From: Benjamin C.Kite (dharbigt@pobox.com)
Date: Tue Apr 12 2005 - 10:43:04 CST

  • Next message: John H. Jenkins: "Re: Unihan"

    >>
    >> Is this the appropriate forum to discuss the Unihan database, or is
    >> there another list for that?
    >>
    >
    > General questions regarding the database are appropriate to raise
    > here. There is another list for people who are interested in actively
    > working on improving it. As a general rule, you can ask your question
    > here and it can be shunted to the other list if it seems more
    > appropriate there.

    I run across a few errors or omissions per week. If there is interest
    in my input, I'd be happy to offer it to the appropriate parties.

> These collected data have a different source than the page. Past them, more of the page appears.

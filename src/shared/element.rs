//! Element Model
//!
//! An element is one addressable node of a project's document: a frame, a
//! text block, an image. Elements are stored flat; hierarchy is expressed
//! through the optional `parent` pointer.
//!
//! # Wire Format
//!
//! Elements travel as flat JSON objects. `id` and `parent` are lifted into
//! typed fields, every other key lands in `attrs`:
//!
//! ```json
//! {"id": "b1", "parent": "frame-1", "name": "Button", "x": 10, "width": 120}
//! ```

use serde::{Deserialize, Serialize};
use serde_json::{Map, Value};
use std::collections::BTreeMap;
use std::fmt;

use crate::shared::error::CommandError;

/// Identifier of an element inside one document
///
/// Clients generate UUID strings, older documents use integers. The two
/// forms never compare equal: `1` and `"1"` are different elements.
#[derive(Debug, Clone, PartialEq, Eq, Hash, PartialOrd, Ord, Serialize, Deserialize)]
#[serde(untagged)]
pub enum ElementId {
    Int(i64),
    Text(String),
}

impl ElementId {
    /// Decode an id from a JSON value
    ///
    /// Only integers and strings are ids. Floats, booleans, objects and
    /// arrays are rejected.
    pub fn from_json(value: &Value) -> Option<Self> {
        match value {
            Value::Number(n) => n.as_i64().map(Self::Int),
            Value::String(s) => Some(Self::Text(s.clone())),
            _ => None,
        }
    }

    /// `0` and `""` are the "unset" forms of an id reference.
    fn is_unset(&self) -> bool {
        match self {
            Self::Int(n) => *n == 0,
            Self::Text(s) => s.is_empty(),
        }
    }
}

impl fmt::Display for ElementId {
    fn fmt(&self, f: &mut fmt::Formatter<'_>) -> fmt::Result {
        match self {
            Self::Int(n) => write!(f, "{}", n),
            Self::Text(s) => write!(f, "{}", s),
        }
    }
}

impl From<i64> for ElementId {
    fn from(value: i64) -> Self {
        Self::Int(value)
    }
}

impl From<i32> for ElementId {
    fn from(value: i32) -> Self {
        Self::Int(i64::from(value))
    }
}

impl From<&str> for ElementId {
    fn from(value: &str) -> Self {
        Self::Text(value.to_string())
    }
}

/// Attribute value of an element
///
/// Variant order matters for untagged deserialization: integers must be
/// tried before floats so `50` stays an `Int`.
#[derive(Debug, Clone, PartialEq, Serialize, Deserialize)]
#[serde(untagged)]
pub enum AttrValue {
    Null,
    Bool(bool),
    Int(i64),
    Float(f64),
    Text(String),
    /// Nested visual descriptions (borders, shadow, per-corner radius)
    Composite(Value),
}

impl AttrValue {
    /// Whether this value counts as "unset" for update merging
    ///
    /// `0`, `0.0`, `""` and `null` are defaults. `false` is a real value.
    pub fn is_default(&self) -> bool {
        match self {
            Self::Null => true,
            Self::Int(n) => *n == 0,
            Self::Float(f) => *f == 0.0,
            Self::Text(s) => s.is_empty(),
            Self::Bool(_) | Self::Composite(_) => false,
        }
    }
}

impl From<Value> for AttrValue {
    fn from(value: Value) -> Self {
        match value {
            Value::Null => Self::Null,
            Value::Bool(b) => Self::Bool(b),
            Value::Number(n) => match n.as_i64() {
                Some(i) => Self::Int(i),
                None => Self::Float(n.as_f64().unwrap_or_default()),
            },
            Value::String(s) => Self::Text(s),
            other => Self::Composite(other),
        }
    }
}

impl From<&str> for AttrValue {
    fn from(value: &str) -> Self {
        Self::Text(value.to_string())
    }
}

impl From<String> for AttrValue {
    fn from(value: String) -> Self {
        Self::Text(value)
    }
}

impl From<i64> for AttrValue {
    fn from(value: i64) -> Self {
        Self::Int(value)
    }
}

impl From<i32> for AttrValue {
    fn from(value: i32) -> Self {
        Self::Int(i64::from(value))
    }
}

impl From<f64> for AttrValue {
    fn from(value: f64) -> Self {
        Self::Float(value)
    }
}

impl From<bool> for AttrValue {
    fn from(value: bool) -> Self {
        Self::Bool(value)
    }
}

/// A node of the document
#[derive(Debug, Clone, PartialEq, Serialize, Deserialize)]
pub struct Element {
    pub id: ElementId,
    #[serde(default, skip_serializing_if = "Option::is_none")]
    pub parent: Option<ElementId>,
    #[serde(flatten)]
    pub attrs: BTreeMap<String, AttrValue>,
}

impl Element {
    pub fn new(id: impl Into<ElementId>) -> Self {
        Self {
            id: id.into(),
            parent: None,
            attrs: BTreeMap::new(),
        }
    }

    /// Builder-style parent setter
    pub fn with_parent(mut self, parent: impl Into<ElementId>) -> Self {
        self.parent = Some(parent.into());
        self
    }

    /// Builder-style attribute setter
    pub fn with_attr(mut self, key: impl Into<String>, value: impl Into<AttrValue>) -> Self {
        self.attrs.insert(key.into(), value.into());
        self
    }

    /// Build an element from a decoded command payload
    ///
    /// `after` is a positioning directive, never an attribute, and is dropped.
    /// A `parent` of `null` means "no parent". `0` and `""` are valid ids and
    /// are kept as parents.
    pub fn from_json_object(mut map: Map<String, Value>) -> Result<Self, CommandError> {
        let id = take_id(&mut map)?;
        let parent = match map.remove("parent") {
            None => None,
            Some(value) => parse_parent(&value)?,
        };
        map.remove("after");

        let attrs = map
            .into_iter()
            .map(|(key, value)| (key, AttrValue::from(value)))
            .collect();

        Ok(Self { id, parent, attrs })
    }

    /// Merge a patch into this element, then drop every default-valued field
    pub fn merge(&mut self, patch: ElementPatch) {
        if let Some(parent) = patch.parent {
            self.parent = parent;
        }
        self.attrs.extend(patch.attrs);
        self.attrs.retain(|_, value| !value.is_default());
    }
}

/// Partial element carried by an `update` command
///
/// `parent` distinguishes "not mentioned" (`None`) from "cleared"
/// (`Some(None)`). Patching `parent` to `0` or `""` clears it, like any other
/// default value.
#[derive(Debug, Clone, PartialEq)]
pub struct ElementPatch {
    pub id: ElementId,
    pub parent: Option<Option<ElementId>>,
    pub attrs: BTreeMap<String, AttrValue>,
}

impl ElementPatch {
    pub fn new(id: impl Into<ElementId>) -> Self {
        Self {
            id: id.into(),
            parent: None,
            attrs: BTreeMap::new(),
        }
    }

    pub fn with_attr(mut self, key: impl Into<String>, value: impl Into<AttrValue>) -> Self {
        self.attrs.insert(key.into(), value.into());
        self
    }

    pub fn from_json_object(mut map: Map<String, Value>) -> Result<Self, CommandError> {
        let id = take_id(&mut map)?;
        let parent = match map.remove("parent") {
            None => None,
            Some(value) => Some(parse_parent(&value)?.filter(|id| !id.is_unset())),
        };
        map.remove("after");

        let attrs = map
            .into_iter()
            .map(|(key, value)| (key, AttrValue::from(value)))
            .collect();

        Ok(Self { id, parent, attrs })
    }
}

fn take_id(map: &mut Map<String, Value>) -> Result<ElementId, CommandError> {
    let raw = map.remove("id").ok_or(CommandError::MissingId)?;
    ElementId::from_json(&raw).ok_or_else(|| CommandError::InvalidId {
        field: "id",
        value: raw.to_string(),
    })
}

fn parse_parent(value: &Value) -> Result<Option<ElementId>, CommandError> {
    if value.is_null() {
        return Ok(None);
    }
    ElementId::from_json(value)
        .map(Some)
        .ok_or_else(|| CommandError::InvalidId {
            field: "parent",
            value: value.to_string(),
        })
}
/**
 * Collaboration Handlers
 *
 * `GET /api/v1/projects/{target}/content` - websocket upgrade into a
 * collaboration session.
 *
 * Access is resolved and the project looked up before the upgrade is
 * accepted; a bad token or an unknown project is answered with a plain
 * HTTP error and leaves no trace in the registry.
 */

use axum::{
    extract::{Path, State, WebSocketUpgrade},
    response::Response,
};

use crate::backend::auth::resolve_access;
use crate::backend::collab::session::run_session;
use crate::backend::error::BackendError;
use crate::backend::server::state::AppState;

/// Handle a collaboration connection request
pub async fn handle_collab_socket(
    State(app_state): State<AppState>,
    Path(target): Path<String>,
    ws: WebSocketUpgrade,
) -> Result<Response, BackendError> {
    let grant = resolve_access(&target, &app_state.share_keys)?;

    if app_state.store.find_project(grant.project_id).await?.is_none() {
        tracing::info!("[Collab] Connection refused, project {} not found", grant.project_id);
        return Err(BackendError::not_found(format!(
            "Project {} not found",
            grant.project_id
        )));
    }

    tracing::info!(
        "[Collab] Upgrading connection for project {} ({:?})",
        grant.project_id,
        grant.capability
    );

    let collab = app_state.collab.clone();
    Ok(ws.on_upgrade(move |socket| run_session(socket, collab, grant)))
}
/**
 * XFCanvas Server Entry Point
 *
 * Loads configuration, initializes tracing and serves the collaboration
 * backend.
 */

use tracing_subscriber::EnvFilter;
use xfcanvas::backend::server::{create_app, ServerConfig};

#[tokio::main]
async fn main() -> Result<(), Box<dyn std::error::Error>> {
    // Load environment variables from .env file if present
    dotenv::dotenv().ok();

    let env_filter = EnvFilter::try_from_default_env()
        .unwrap_or_else(|_| EnvFilter::new("xfcanvas=debug,tower_http=info"));
    tracing_subscriber::fmt().with_env_filter(env_filter).init();

    let config = ServerConfig::from_env()?;
    tracing::debug!("Loaded configuration: {:?}", config);

    let app = create_app(&config).await;

    let addr = std::net::SocketAddr::from(([0, 0, 0, 0], config.port));
    let listener = tokio::net::TcpListener::bind(addr).await?;
    tracing::info!("Listening on {}", listener.local_addr()?);

    axum::serve(listener, app).await?;

    Ok(())
}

    Aside from this I have a few questions:

    I am curious if Unihan is making private modifications to the
    definitions, separate from CEDICT, or whether Unihan relies solely on
    input from CEDICT for its definitions database.

    Secondly, I notice that the definitions assigned to traditional
    characters aren't always appended to the definitions of the simplified
    characters, most especially when the simplified version has its own
    meaning in the traditional set. It seems trivial to append that
    information with one more database query. However, I'm curious if
    there was an extended discussion about whether semantic variants should
    hold the same definitions as their standard counterparts. There are
    certainly numerous cases when a semantic variant has no definition data
    where its standard counterpart does. Should duplicate definitions be
    propagated here?

    I also notice that there are notations in the definition fields that
    refer to other characters in three different ways: U+FFFF, VEAFFFF, and
    also by including the character itself. Does this fall into the
    demesne of the Unihan group, or is this also CEDICT?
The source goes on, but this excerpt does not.